Requirement>
Every line of the data below needs to be reproduced exactly.

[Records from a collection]
╭──

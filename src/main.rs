use chrono::Utc;
use clap::Parser;
use iced::widget::{button, column, container, scrollable, text, Column};
use iced::{window, Alignment, Element, Length, Size, Subscription, Task, Theme};
use std::path::PathBuf;
use std::time::Instant;
use tracing::{error, info, warn};
use tracing_subscriber::EnvFilter;

mod assets;
mod state;
mod ui;

use assets::thumbnail;
use state::card::{CardEffect, CardMessage, CardState};
use state::catalog::Catalog;
use state::navigation::{self, NavigationContext, NavigationState, Route, Section};
use ui::Layout;

/// Initial window size; also decides the starting layout
const INITIAL_SIZE: Size = Size::new(1280.0, 860.0);

/// Command line arguments
#[derive(Parser, Debug)]
#[command(name = "project-showcase")]
#[command(about = "Project and workflow showcase built from gallery cards")]
struct Args {
    /// Path to a catalog JSON file (defaults to the user data directory,
    /// then the built-in catalog)
    #[arg(short, long)]
    catalog: Option<PathBuf>,

    /// Page shown at startup
    #[arg(long, value_enum, default_value_t = StartPage::Projects)]
    start_page: StartPage,

    /// Log card state transitions
    #[arg(short, long)]
    verbose: bool,
}

#[derive(Debug, Clone, Copy, clap::ValueEnum)]
enum StartPage {
    Projects,
    Workflows,
}

impl From<StartPage> for Route {
    fn from(page: StartPage) -> Self {
        match page {
            StartPage::Projects => Route::Projects,
            StartPage::Workflows => Route::Workflows,
        }
    }
}

/// Identifies one card across both pages
#[derive(Debug, Clone, Copy, PartialEq, Eq)]
pub struct CardKey {
    page: Route,
    index: usize,
}

/// Main application state
struct Showcase {
    /// Cards listed on the projects page
    projects: Vec<CardState>,
    /// Cards listed on the workflows page
    workflows: Vec<CardState>,
    /// Active section, last click and current page
    navigation: NavigationState,
    layout: Layout,
    dark: bool,
    /// Last animation frame; drives slide transitions
    now: Instant,
}
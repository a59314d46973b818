//! # kirizma-core
//!
//! Rewrites the note timings of a Dancing Onigiri (DOS) chart into a lane
//! layout chosen by a typed lyric.
//!
//! This crate provides:
//! - DOS chart parsing with slot selection (`chart`)
//! - Phonetic input normalization and kana → lane mapping (`kana`)
//! - Lane reassignment with freeze notes and re-encoding (`convert`)
//! - Conversion settings loadable from TOML (`config`)

pub mod chart;
pub mod config;
pub mod convert;
pub mod error;
pub mod kana;

// Re-export from chart module
pub use chart::{
    ChartDocument, ChartField, ChartSlot, ExclusionSet, Frame, KeepData, KeepPlan, Timeline,
    extract_timeline, parse_chart,
};

// Re-export from config module
pub use config::{ConvertOptions, KirizmaMode, RomajiRules};

// Re-export from convert module
pub use convert::{Conversion, LaneAssignment, LaneNotes, convert, reassign, serialize};

// Re-export from error module
pub use error::{Error, Result};

// Re-export from kana module
pub use kana::{LaneSet, PhoneticStream, PhoneticSymbol, map_symbol};
use std::fs;
use std::path::Path;

use serde::{Deserialize, Serialize};
use tracing::warn;

use crate::chart::ChartSlot;
use crate::config::{KirizmaMode, RomajiRules};
use crate::error::{Error, Result};

/// Settings for one conversion.
///
/// Every field has a default, so a config file only needs the keys it
/// changes:
///
/// ```toml
/// mode = "kana"
/// input_slot = 2
/// keep_onigiri = true
///
/// [rules]
/// use_j_for_zi = true
/// ```
#[derive(Debug, Clone, Default, PartialEq, Eq, Serialize, Deserialize)]
#[serde(default)]
pub struct ConvertOptions {
    pub mode: KirizmaMode,
    pub rules: RomajiRules,
    pub input_slot: ChartSlot,
    pub output_slot: ChartSlot,
    /// Carry `space`/`frzSpace` over unchanged.
    pub keep_onigiri: bool,
    /// Carry the four directional lanes and their freezes over unchanged.
    pub keep_4key: bool,
    /// Read the kept directional lanes from `sleft`..`sright`.
    pub use_sleft: bool,
    /// Additional non-timing field base names.
    pub extra_ignored: Vec<String>,
}

impl ConvertOptions {
    pub fn load<P: AsRef<Path>>(path: P) -> Result<Self> {
        let content = fs::read_to_string(path)?;
        Self::parse(&content)
    }

    pub fn parse(content: &str) -> Result<Self> {
        let options: Self = toml::from_str(content)?;
        options.validate()?;
        Ok(options)
    }

    /// Reject settings that would produce a garbled chart.
    pub fn validate(&self) -> Result<()> {
        if self.use_sleft && !self.keep_4key {
            warn!("use_sleft has no effect without keep_4key");
        }

        for name in &self.extra_ignored {
            if name.is_empty() {
                return Err(Error::InvalidConfiguration(
                    "ignored field name is empty".to_string(),
                ));
            }
            if name.contains(['|', '&', '=', ',', '\r', '\n']) {
                return Err(Error::InvalidConfiguration(format!(
                    "ignored field name contains a delimiter: {:?}",
                    name
                )));
            }
            if name.ends_with(|c: char| c.is_ascii_digit()) {
                return Err(Error::InvalidConfiguration(format!(
                    "ignored field name must not end in a slot digit: {:?}",
                    name
                )));
            }
        }

        Ok(())
    }
}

╰──

Exercise solution>
filename src/main.rs
use chrono::Utc;
use clap::Parser;
use iced::widget::{button, column, container, scrollable, text, Column};
use iced::{window, Alignment, Element, Length, Size, Subscription, Task, Theme};
use std::path::PathBuf;
use std::time::Instant;
use tracing::{error, info, warn};
use tracing_subscriber::EnvFilter;

mod assets;
mod state;
mod ui;

use assets::thumbnail;
use state::card::{CardEffect, CardMessage, CardState};
use state::catalog::Catalog;
use state::navigation::{self, NavigationContext, NavigationState, Route, Section};
use ui::Layout;

/// Initial window size; also decides the starting layout
const INITIAL_SIZE: Size = Size::new(1280.0, 860.0);

/// Command line arguments
#[derive(Parser, Debug)]
#[command(name = "project-showcase")]
#[command(about = "Project and workflow showcase built from gallery cards")]
struct Args {
    /// Path to a catalog JSON file (defaults to the user data directory,
    /// then the built-in catalog)
    #[arg(short, long)]
    catalog: Option<PathBuf>,

    /// Page shown at startup
    #[arg(long, value_enum, default_value_t = StartPage::Projects)]
    start_page: StartPage,

    /// Log card state transitions
    #[arg(short, long)]
    verbose: bool,
}

#[derive(Debug, Clone, Copy, clap::ValueEnum)]
enum StartPage {
    Projects,
    Workflows,
}

impl From<StartPage> for Route {
    fn from(page: StartPage) -> Self {
        match page {
            StartPage::Projects => Route::Projects,
            StartPage::Workflows => Route::Workflows,
        }
    }
}

/// Identifies one card across both pages
#[derive(Debug, Clone, Copy, PartialEq, Eq)]
pub struct CardKey {
    page: Route,
    index: usize,
}

/// Main application state
struct Showcase {
    /// Cards listed on the projects page
    projects: Vec<CardState>,
    /// Cards listed on the workflows page
    workflows: Vec<CardState>,
    /// Active section, last click and current page
    navigation: NavigationState,
    layout: Layout,
    dark: bool,
    /// Last animation frame; drives slide transitions
    now: Instant,
}
repository a59314d46973b818
//! # kirizma-core
//!
//! Rewrites the note timings of a Dancing Onigiri (DOS) chart into a lane
//! layout chosen by a typed lyric.
//!
//! This crate provides:
//! - DOS chart parsing with slot selection (`chart`)
//! - Phonetic input normalization and kana → lane mapping (`kana`)
//! - Lane reassignment with freeze notes and re-encoding (`convert`)
//! - Conversion settings loadable from TOML (`config`)

pub mod chart;
pub mod config;
pub mod convert;
pub mod error;
pub mod kana;

// Re-export from chart module
pub use chart::{
    ChartDocument, ChartField, ChartSlot, ExclusionSet, Frame, KeepData, KeepPlan, Timeline,
    extract_timeline, parse_chart,
};

// Re-export from config module
pub use config::{ConvertOptions, KirizmaMode, RomajiRules};

// Re-export from convert module
pub use convert::{Conversion, LaneAssignment, LaneNotes, convert, reassign, serialize};

// Re-export from error module
pub use error::{Error, Result};

// Re-export from kana module
pub use kana::{LaneSet, PhoneticStream, PhoneticSymbol, map_symbol};
use std::fs;
use std::path::Path;

use serde::{Deserialize, Serialize};
use tracing::warn;

use crate::chart::ChartSlot;
use crate::config::{KirizmaMode, RomajiRules};
use crate::error::{Error, Result};

/// Settings for one conversion.
///
/// Every field has a default, so a config file only needs the keys it
/// changes:
///
/// ```toml
/// mode = "kana"
/// input_slot = 2
/// keep_onigiri = true
///
/// [rules]
/// use_j_for_zi = true
/// ```
#[derive(Debug, Clone, Default, PartialEq, Eq, Serialize, Deserialize)]
#[serde(default)]
pub struct ConvertOptions {
    pub mode: KirizmaMode,
    pub rules: RomajiRules,
    pub input_slot: ChartSlot,
    pub output_slot: ChartSlot,
    /// Carry `space`/`frzSpace` over unchanged.
    pub keep_onigiri: bool,
    /// Carry the four directional lanes and their freezes over unchanged.
    pub keep_4key: bool,
    /// Read the kept directional lanes from `sleft`..`sright`.
    pub use_sleft: bool,
    /// Additional non-timing field base names.
    pub extra_ignored: Vec<String>,
}

impl ConvertOptions {
    pub fn load<P: AsRef<Path>>(path: P) -> Result<Self> {
        let content = fs::read_to_string(path)?;
        Self::parse(&content)
    }

    pub fn parse(content: &str) -> Result<Self> {
        let options: Self = toml::from_str(content)?;
        options.validate()?;
        Ok(options)
    }

    /// Reject settings that would produce a garbled chart.
    pub fn validate(&self) -> Result<()> {
        if self.use_sleft && !self.keep_4key {
            warn!("use_sleft has no effect without keep_4key");
        }

        for name in &self.extra_ignored {
            if name.is_empty() {
                return Err(Error::InvalidConfiguration(
                    "ignored field name is empty".to_string(),
                ));
            }
            if name.contains(['|', '&', '=', ',', '\r', '\n']) {
                return Err(Error::InvalidConfiguration(format!(
                    "ignored field name contains a delimiter: {:?}",
                    name
                )));
            }
            if name.ends_with(|c: char| c.is_ascii_digit()) {
                return Err(Error::InvalidConfiguration(format!(
                    "ignored field name must not end in a slot digit: {:?}",
                    name
                )));
            }
        }

        Ok(())
    }
}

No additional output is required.